//! Utility functions for visualization: colors, ranges, locale mapping.

use num_format::Locale;
use plotters::prelude::*;

/// Microsoft Office (2013+) chart series palette.
/// Order: Blue, Orange, Gray, Gold, Light Blue, Green, Dark Blue, Dark Orange, Dark Gray, Brownish Gold.
const OFFICE10: [RGBColor; 10] = [
    RGBColor(68, 114, 196),  // blue      (#4472C4)
    RGBColor(237, 125, 49),  // orange    (#ED7D31)
    RGBColor(165, 165, 165), // gray      (#A5A5A5)
    RGBColor(255, 192, 0),   // gold      (#FFC000)
    RGBColor(91, 155, 213),  // light blue(#5B9BD5)
    RGBColor(112, 173, 71),  // green     (#70AD47)
    RGBColor(38, 68, 120),   // dark blue (#264478)
    RGBColor(158, 72, 14),   // dark org. (#9E480E)
    RGBColor(99, 99, 99),    // dark gray (#636363)
    RGBColor(153, 115, 0),   // brownish  (#997300)
];

/// Get a color from the Office palette.
#[inline]
pub fn office_color(idx: usize) -> RGBAColor {
    OFFICE10[idx % OFFICE10.len()].to_rgba()
}

/// Min/max of `values`, widened by one unit on each side when flat. `None` when empty.
pub fn padded_range<I>(values: I) -> Option<(f64, f64)>
where
    I: IntoIterator<Item = f64>,
{
    let (mut lo, mut hi) = values
        .into_iter()
        .fold((f64::INFINITY, f64::NEG_INFINITY), |(lo, hi), v| {
            (lo.min(v), hi.max(v))
        });
    if lo > hi {
        return None;
    }
    if (hi - lo).abs() < f64::EPSILON {
        lo -= 1.0;
        hi += 1.0;
    }
    Some((lo, hi))
}

/// Map a user-provided locale tag to a `num_format::Locale`.
///
/// Supported tags (case-insensitive): `en`, `us`, `en_US`, `de`, `de_DE`, `german`,
/// `fr`, `es`, `it`, `pt`, `nl`. Defaults to English.
pub fn map_locale(tag: &str) -> &'static Locale {
    match tag.to_lowercase().as_str() {
        "de" | "de_de" | "german" => &Locale::de,
        "fr" | "fr_fr" => &Locale::fr,
        "es" | "es_es" => &Locale::es,
        "it" | "it_it" => &Locale::it,
        "pt" | "pt_pt" | "pt_br" => &Locale::pt,
        "nl" | "nl_nl" => &Locale::nl,
        _ => &Locale::en,
    }
}
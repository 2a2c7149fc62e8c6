//! Public types for the visualization module.

use std::path::PathBuf;

/// What to draw and how to label it.
#[derive(Debug, Clone, PartialEq)]
pub struct ChartSpec {
    /// Field that names each series.
    pub label_field: String,
    /// Numeric (or year) field on the horizontal axis.
    pub x_field: String,
    /// Numeric field on the vertical axis.
    pub value_field: String,
    pub title: String,
    /// Locale tag for tick labels (`en`, `de`, ...).
    pub locale: String,
    /// TrueType font used for title, ticks and legend.
    /// Without one the chart is drawn without any text.
    pub font: Option<PathBuf>,
    /// X position of a vertical marker line (e.g. a release date).
    pub marker: Option<f64>,
    /// Tick names of a category axis whose x values are positions (`0`, `1`, ...).
    pub x_ticks: Vec<String>,
}

impl ChartSpec {
    pub fn new(label_field: &str, x_field: &str, value_field: &str) -> Self {
        Self {
            label_field: label_field.to_string(),
            x_field: x_field.to_string(),
            value_field: value_field.to_string(),
            title: "Selected series".to_string(),
            locale: "en".to_string(),
            font: None,
            marker: None,
            x_ticks: Vec::new(),
        }
    }
}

TASK BRIEF => Print only the lines that run from the start of the listing to the line bearing "let (mut lo, mut hi) = values"; please keep the first line and that last one, exactly as they appear.

ANSWER SPACE =>
//! Utility functions for visualization: colors, ranges, locale mapping.

use num_format::Locale;
use plotters::prelude::*;

/// Microsoft Office (2013+) chart series palette.
/// Order: Blue, Orange, Gray, Gold, Light Blue, Green, Dark Blue, Dark Orange, Dark Gray, Brownish Gold.
const OFFICE10: [RGBColor; 10] = [
    RGBColor(68, 114, 196),  // blue      (#4472C4)
    RGBColor(237, 125, 49),  // orange    (#ED7D31)
    RGBColor(165, 165, 165), // gray      (#A5A5A5)
    RGBColor(255, 192, 0),   // gold      (#FFC000)
    RGBColor(91, 155, 213),  // light blue(#5B9BD5)
    RGBColor(112, 173, 71),  // green     (#70AD47)
    RGBColor(38, 68, 120),   // dark blue (#264478)
    RGBColor(158, 72, 14),   // dark org. (#9E480E)
    RGBColor(99, 99, 99),    // dark gray (#636363)
    RGBColor(153, 115, 0),   // brownish  (#997300)
];

/// Get a color from the Office palette.
#[inline]
pub fn office_color(idx: usize) -> RGBAColor {
    OFFICE10[idx % OFFICE10.len()].to_rgba()
}

/// Min/max of `values`, widened by one unit on each side when flat. `None` when empty.
pub fn padded_range<I>(values: I) -> Option<(f64, f64)>
where
    I: IntoIterator<Item = f64>,
{
    let (mut lo, mut hi) = values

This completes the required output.